In the real world, systemic biomarker panels get developed first, and now we are just breaking ground with implementing biomarker panels for local treatment. The challenge is to see which of those biomarkers work and which do not. For example, in our panel, we found that of the 21 genes in the Oncotype^® DX panel for systemic disease, only 12 genes were important for local-treatment risk. So the challenge is to make those transitions and advances because clearly the 21-gene panel is not ideal for local treatment, and that takes a lot of hard work.

In the San Antonio presentation, we found that it was a subset of the systemic panel, but I think that 5 or 10 years from now it might not necessarily be a subset of the systemic panel, but a partially overlapping set. Instead of just 12 genes, it might be those 12, plus some other genes, which were not included in the original panel of 21.

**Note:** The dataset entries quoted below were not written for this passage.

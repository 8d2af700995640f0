//! User-initiated session actions.

use std::sync::Arc;

use tracing::{debug, info};

use super::{App, AppMessage};
use crate::auth::{CredentialStatus, RedirectParams};
use crate::error::{AuthError, PcaError, SubmitError};
use crate::models::RegionId;
use crate::traits::HttpClient;

/// Result of [`App::submit_region`].
#[derive(Debug, Clone, PartialEq)]
pub enum SubmitOutcome {
    /// Accepted for moderation; the session is now `Submitted`.
    Submitted,
    /// Not accepted. Submission stays on offer unless the error says the
    /// session was signed out or submission was never offered.
    Failed(PcaError),
}

impl<C: HttpClient + 'static> App<C> {
    /// Resolve the credential, exchanging the redirect's code if there is
    /// one and nothing is cached, then start loading the dashboard.
    ///
    /// Without a credential or a code the session stays anonymous.
    pub async fn authenticate(&mut self, redirect: Option<&RedirectParams>) {
        let exchanging = !self.cache.is_logged_in() && redirect.and_then(|r| r.code()).is_some();
        if exchanging {
            self.session.begin_authentication();
        }

        match self.exchange.ensure_credential(redirect).await {
            Ok(CredentialStatus::Ready(_)) => {
                self.session.authenticated();
                self.spawn_fetches();
            }
            Ok(CredentialStatus::LoginRequired) => {
                debug!("No credential and no code, login required");
            }
            Err(err) => {
                self.session.authentication_failed(err.into());
            }
        }
    }

    /// Reload profile and latest request, superseding any lookup in flight.
    pub fn refresh(&mut self) {
        if !self.session.is_authenticated() {
            return;
        }
        self.session.begin_refresh();
        self.spawn_fetches();
    }

    /// Submit `region` for moderation.
    ///
    /// Refused without a network call unless the session offers submission.
    pub async fn submit_region(&mut self, region: RegionId) -> SubmitOutcome {
        if !self.phase().offers_submission() {
            debug!(phase = ?self.phase(), "Submission not offered");
            return SubmitOutcome::Failed(SubmitError::NotEligible.into());
        }
        let Some(credential) = self.cache.get() else {
            return SubmitOutcome::Failed(AuthError::NotAuthenticated.into());
        };

        self.session.retry_submission();
        match self.api.submit_region(&credential, &region).await {
            Ok(()) => {
                self.session.submitted();
                self.refresh();
                SubmitOutcome::Submitted
            }
            Err(err) if err.requires_reauth() => {
                self.handle_unauthorized();
                SubmitOutcome::Failed(err)
            }
            Err(err) => {
                self.session.submit_failed(err.clone());
                SubmitOutcome::Failed(err)
            }
        }
    }

    /// Forget the credential everywhere and return to the login prompt.
    ///
    /// No server call is made.
    pub fn logout(&mut self) {
        info!("Logging out");
        self.cancel_fetches();
        self.cache.teardown();
        self.session.signed_out();
    }

    /// End the session: stop in-flight lookups and ignore their answers.
    ///
    /// The credential is kept for the next session.
    pub fn teardown(&mut self) {
        debug!(generation = self.generation, "Tearing down session");
        self.cancel_fetches();
    }

    /// Spawn the profile and request lookups for a fresh generation.
    fn spawn_fetches(&mut self) {
        let Some(credential) = self.cache.get() else {
            return;
        };
        self.cancel_fetches();
        let generation = self.generation;

        let api = Arc::clone(&self.api);
        let tx = self.message_tx.clone();
        let profile_credential = credential.clone();
        let profile_task = tokio::spawn(async move {
            let result = api.fetch_profile(&profile_credential).await;
            let _ = tx.send(AppMessage::ProfileLoaded { generation, result });
        });

        let api = Arc::clone(&self.api);
        let tx = self.message_tx.clone();
        let request_task = tokio::spawn(async move {
            let result = api.fetch_latest_request(&credential).await;
            let _ = tx.send(AppMessage::RequestStatusLoaded { generation, result });
        });

        self.tasks = vec![profile_task, request_task];
        self.outstanding = 2;
    }
}

#[cfg(test)]
mod tests {
    use super::*;
    use crate::adapters::mock::{InMemoryCredentials, MockHttpClient, MockResponse};
    use crate::api::PcaApiClient;
    use crate::auth::{Credential, CredentialCache};
    use crate::state::SessionPhase;
    use crate::view_state::LoginPromptConfig;
    use chrono::{TimeZone, Utc};
    use std::time::Duration;

    const BASE: &str = "https://api.test";

    fn app_with(store: InMemoryCredentials, http: MockHttpClient) -> App<MockHttpClient> {
        let cache = CredentialCache::init(Arc::new(store));
        let api = PcaApiClient::with_http(BASE, http);
        App::new(cache, api, LoginPromptConfig::default())
            .with_clock(|| Utc.with_ymd_and_hms(2024, 6, 1, 0, 0, 0).unwrap())
    }

    fn mock_dashboard(http: &MockHttpClient, requests: serde_json::Value) {
        http.set_response(
            "GET",
            &format!("{}/user/", BASE),
            MockResponse::json(
                200,
                serde_json::json!({
                    "first_name": "Juan",
                    "last_name": "Dela Cruz",
                    "wca_id": "2019DELA01",
                    "region": null,
                    "region_updated_at": null,
                    "created_at": "2024-03-01"
                }),
            ),
        );
        http.set_response(
            "GET",
            &format!("{}/user/region-update-requests/", BASE),
            MockResponse::json(200, requests),
        );
    }

    fn stored() -> InMemoryCredentials {
        InMemoryCredentials::with_credential(Credential::parse("abc123").unwrap())
    }

    #[tokio::test]
    async fn test_authenticate_without_anything_stays_anonymous() {
        let http = MockHttpClient::new();
        let mut app = app_with(InMemoryCredentials::new(), http.clone());

        app.authenticate(None).await;

        assert_eq!(app.phase(), SessionPhase::Anonymous);
        assert_eq!(http.request_count(), 0);
    }

    #[tokio::test]
    async fn test_cached_credential_loads_dashboard() {
        let http = MockHttpClient::new();
        mock_dashboard(&http, serde_json::json!([]));
        let mut app = app_with(stored(), http.clone());

        app.authenticate(None).await;
        assert_eq!(app.phase(), SessionPhase::Loading);
        assert_eq!(app.pending_fetches(), 2);

        app.run_until_settled().await;
        assert_eq!(app.phase(), SessionPhase::Eligible);
    }

    #[tokio::test]
    async fn test_submit_refused_locally_when_not_offered() {
        let http = MockHttpClient::new();
        let mut app = app_with(InMemoryCredentials::new(), http.clone());

        let outcome = app.submit_region(RegionId::default()).await;

        assert_eq!(outcome, SubmitOutcome::Failed(SubmitError::NotEligible.into()));
        assert_eq!(http.request_count(), 0);
    }

    #[tokio::test]
    async fn test_submit_failure_then_success() {
        let http = MockHttpClient::new();
        mock_dashboard(&http, serde_json::json!([]));
        let submit_url = format!("{}/user/region-update-requests/", BASE);
        http.set_response("POST", &submit_url, MockResponse::status(503));
        let mut app = app_with(stored(), http.clone());
        app.authenticate(None).await;
        app.run_until_settled().await;

        let outcome = app.submit_region(RegionId::default()).await;
        assert!(matches!(outcome, SubmitOutcome::Failed(PcaError::Network(_))));
        assert_eq!(app.phase(), SessionPhase::SubmitError);

        http.set_response("POST", &submit_url, MockResponse::status(201));
        let outcome = app.submit_region(RegionId::default()).await;
        assert_eq!(outcome, SubmitOutcome::Submitted);
        assert_eq!(app.phase(), SessionPhase::Submitted);
    }

    #[tokio::test]
    async fn test_logout_discards_in_flight_results() {
        let http = MockHttpClient::new();
        mock_dashboard(&http, serde_json::json!([]));
        http.set_delay(Duration::from_millis(50));
        let store = stored();
        let mut app = app_with(store.clone(), http);

        app.authenticate(None).await;
        let started = app.generation();
        app.logout();

        assert!(app.generation() > started);
        assert_eq!(app.pending_fetches(), 0);
        assert_eq!(app.phase(), SessionPhase::Anonymous);
        assert_eq!(store.get_credential(), None);
    }

    #[tokio::test]
    async fn test_stale_message_is_ignored() {
        let http = MockHttpClient::new();
        mock_dashboard(&http, serde_json::json!([]));
        let mut app = app_with(stored(), http);
        app.authenticate(None).await;
        app.run_until_settled().await;
        let stale = app.generation();

        app.refresh();
        let profile = app.session.profile().cloned().unwrap();
        let mut changed = profile.clone();
        changed.first_name = Some("Stale".to_string());
        app.handle_message(AppMessage::ProfileLoaded {
            generation: stale,
            result: Ok(changed),
        });

        assert_eq!(app.session.profile(), Some(&profile));
        assert_eq!(app.pending_fetches(), 2);
        app.run_until_settled().await;
    }

    #[tokio::test]
    async fn test_teardown_keeps_credential() {
        let http = MockHttpClient::new();
        mock_dashboard(&http, serde_json::json!([]));
        let store = stored();
        let mut app = app_with(store.clone(), http);
        app.authenticate(None).await;

        app.teardown();

        assert_eq!(app.pending_fetches(), 0);
        assert!(store.get_credential().is_some());
    }
}
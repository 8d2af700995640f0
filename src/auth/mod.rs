//! Authentication for the region client.
//!
//! This module provides:
//! - Credential type and file storage
//! - The process-wide credential cache
//! - WCA redirect parsing and the authorize link
//! - The code-for-credential exchange

pub mod cache;
pub mod credentials;
pub mod exchange;
pub mod redirect;

pub use cache::CredentialCache;
pub use credentials::{Credential, CredentialsManager};
pub use exchange::{AuthExchange, CredentialStatus};
pub use redirect::{build_authorize_url, AuthorizationCode, RedirectParams};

Q There is a lot of controversy surrounding ductal carcinoma in situ (DCIS). Why do you think this is the case?

DCIS is a fascinating disease to study. It is usually discovered on routine mammography screening, so we see a lot of these patients. The issue here is that we know that DCIS is a marker for the development of subsequent invasive cancers in some women, but not in all women. So the challenge is to identify who needs treatment after surgery, and who does not.

For every DCIS patient, the question is what type of treatment is needed after surgery – radiation, hormones, both, or neither? The controversy here is that most women do not go on to develop bad cancers, and we therefore overtreat many to benefit the few.

The ultimate objective is to find better markers that highlight who is at risk of developing invasive cancer, who is at risk of the tumor spreading and who is going to benefit from treatment. For example, we know that we use hormonal therapy only if a patient is hormone receptor-positive. However, we do not know which subset of patients gain most from adding radiation after surgery.

The San Antonio presentation was the first time we learned who might not need radiation, which represents a major step forward in the management of DCIS.

Q How would you predict things will be different in 10 years for a patient going to the clinic compared with how they are today?

In the future I think we will have a more sophisticated understanding of the biology of breast cancer at the molecular level, and that we will use that knowledge to individualize therapy for our patients. I also think that we will have far more sophisticated diagnostic capabilities that will give us a deeper understanding of patients’ spread of disease at initial presentation, both within the breast and at distant sites.

Right now, for example, in many patients we treat the whole breast just because it is at risk – possibly imaging tools in the future could tell us which patients have disease in the breast that warrants radiation treatment and which patients do not. There is excitement in the radiology field that there will be better anatomic definition of disease that will help to guide local therapies. I think that another development that will happen is that once we have more molecular targets, we will have more molecular therapies, such as monoclonal antibodies.

In the future, all of those advances will be very important. This is a really exciting time to be involved in breast cancer research – the explosion of information has been unprecented, and it has greatly benefited the patients. In the future, the trend is not only going to continue, but also to accelerate.

Q Do you have any final points you would like to share?

Most importantly, the patients have gained a lot from all of these advances. The goal of research is to help patients, and for breast cancer, there is no question that the research developments have had a huge, positive impact on patient care on many different levels.